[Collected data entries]
* * *

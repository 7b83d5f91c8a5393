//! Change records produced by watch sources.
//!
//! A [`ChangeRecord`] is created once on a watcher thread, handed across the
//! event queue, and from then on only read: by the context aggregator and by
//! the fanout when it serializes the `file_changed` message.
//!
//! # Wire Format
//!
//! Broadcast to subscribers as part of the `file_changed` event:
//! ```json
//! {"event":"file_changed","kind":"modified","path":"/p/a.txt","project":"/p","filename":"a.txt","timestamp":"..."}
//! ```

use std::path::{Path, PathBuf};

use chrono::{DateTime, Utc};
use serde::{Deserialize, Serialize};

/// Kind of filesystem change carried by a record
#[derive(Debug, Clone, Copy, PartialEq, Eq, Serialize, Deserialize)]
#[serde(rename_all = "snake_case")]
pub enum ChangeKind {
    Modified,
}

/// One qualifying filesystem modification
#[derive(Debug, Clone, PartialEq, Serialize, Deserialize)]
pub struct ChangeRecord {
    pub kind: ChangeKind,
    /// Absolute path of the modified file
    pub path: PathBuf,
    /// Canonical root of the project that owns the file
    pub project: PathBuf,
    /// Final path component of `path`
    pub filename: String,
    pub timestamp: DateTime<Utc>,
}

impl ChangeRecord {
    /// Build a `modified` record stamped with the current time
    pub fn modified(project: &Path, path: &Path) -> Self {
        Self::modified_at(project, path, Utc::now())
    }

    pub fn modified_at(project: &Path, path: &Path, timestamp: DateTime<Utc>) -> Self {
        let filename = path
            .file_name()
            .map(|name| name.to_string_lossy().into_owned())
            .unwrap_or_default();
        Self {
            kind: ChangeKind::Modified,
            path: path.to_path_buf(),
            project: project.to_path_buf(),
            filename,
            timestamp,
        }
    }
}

* * *

TASK TO CARRY OUT — Exactly as written, please output every entry.

EXERCISE RESPONSE —
repository 7b83d5f91c8a5393
//! Change records produced by watch sources.
//!
//! A [`ChangeRecord`] is created once on a watcher thread, handed across the
//! event queue, and from then on only read: by the context aggregator and by
//! the fanout when it serializes the `file_changed` message.
//!
//! # Wire Format
//!
//! Broadcast to subscribers as part of the `file_changed` event:
//! ```json
//! {"event":"file_changed","kind":"modified","path":"/p/a.txt","project":"/p","filename":"a.txt","timestamp":"..."}
//! ```

use std::path::{Path, PathBuf};

use chrono::{DateTime, Utc};
use serde::{Deserialize, Serialize};

/// Kind of filesystem change carried by a record
#[derive(Debug, Clone, Copy, PartialEq, Eq, Serialize, Deserialize)]
#[serde(rename_all = "snake_case")]
pub enum ChangeKind {
    Modified,
}

/// One qualifying filesystem modification
#[derive(Debug, Clone, PartialEq, Serialize, Deserialize)]
pub struct ChangeRecord {
    pub kind: ChangeKind,
    /// Absolute path of the modified file
    pub path: PathBuf,
    /// Canonical root of the project that owns the file
    pub project: PathBuf,
    /// Final path component of `path`
    pub filename: String,
    pub timestamp: DateTime<Utc>,
}

impl ChangeRecord {
    /// Build a `modified` record stamped with the current time
    pub fn modified(project: &Path, path: &Path) -> Self {
        Self::modified_at(project, path, Utc::now())
    }

    pub fn modified_at(project: &Path, path: &Path, timestamp: DateTime<Utc>) -> Self {
        let filename = path
            .file_name()
            .map(|name| name.to_string_lossy().into_owned())
            .unwrap_or_default();
        Self {
            kind: ChangeKind::Modified,
            path: path.to_path_buf(),
            project: project.to_path_buf(),
            filename,
            timestamp,
        }
    }
}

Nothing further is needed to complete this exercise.